The third century a.d. was no exception, and it was then that the Greek poet and scholar Quintus of Smyrna wrote his epic in 14 books, attempting to tell us the bulk of what happened in between the celebration of Hector's funeral games and the launching of the Greeks back to their homes after ten years away at war. There were many such works in and around Quintus' time, and some of them make interesting reading even in fragments - but none of them is finished as Quintus is finished, and none of them is half so entertaining.
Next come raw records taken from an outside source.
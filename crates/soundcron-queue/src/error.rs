use thiserror::Error;

use soundcron_core::error::WireError;

#[derive(Debug, Error)]
pub enum QueueError {
    #[error("Redis error: {0}")]
    Redis(#[from] redis::RedisError),

    #[error("Malformed job message {entry_id}: {source}")]
    Wire {
        entry_id: String,
        #[source]
        source: WireError,
    },
}

pub type Result<T> = std::result::Result<T, QueueError>;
Critical opinion throughout the centuries would dispute that last bit. Quintus' great book has been lavishly abused almost since the day it was written - his critics have largely misunderstood his odd and hyper-alert ways, and they've been aided in their errors by the general run of translators with whom Quintus has usually been saddled. A great exception came in 1913 with Arthur Way's blank verse translation of the whole work for the Loeb Classical Library - although Way's work caught some of the same critical denigration as Quintus', it's nonetheless a nimble and hugely enjoyable work of basically Edwardian high poetics (and, miracle of miracles, it's also now widely available in a reasonably-priced paperback put out by Barnes & Noble).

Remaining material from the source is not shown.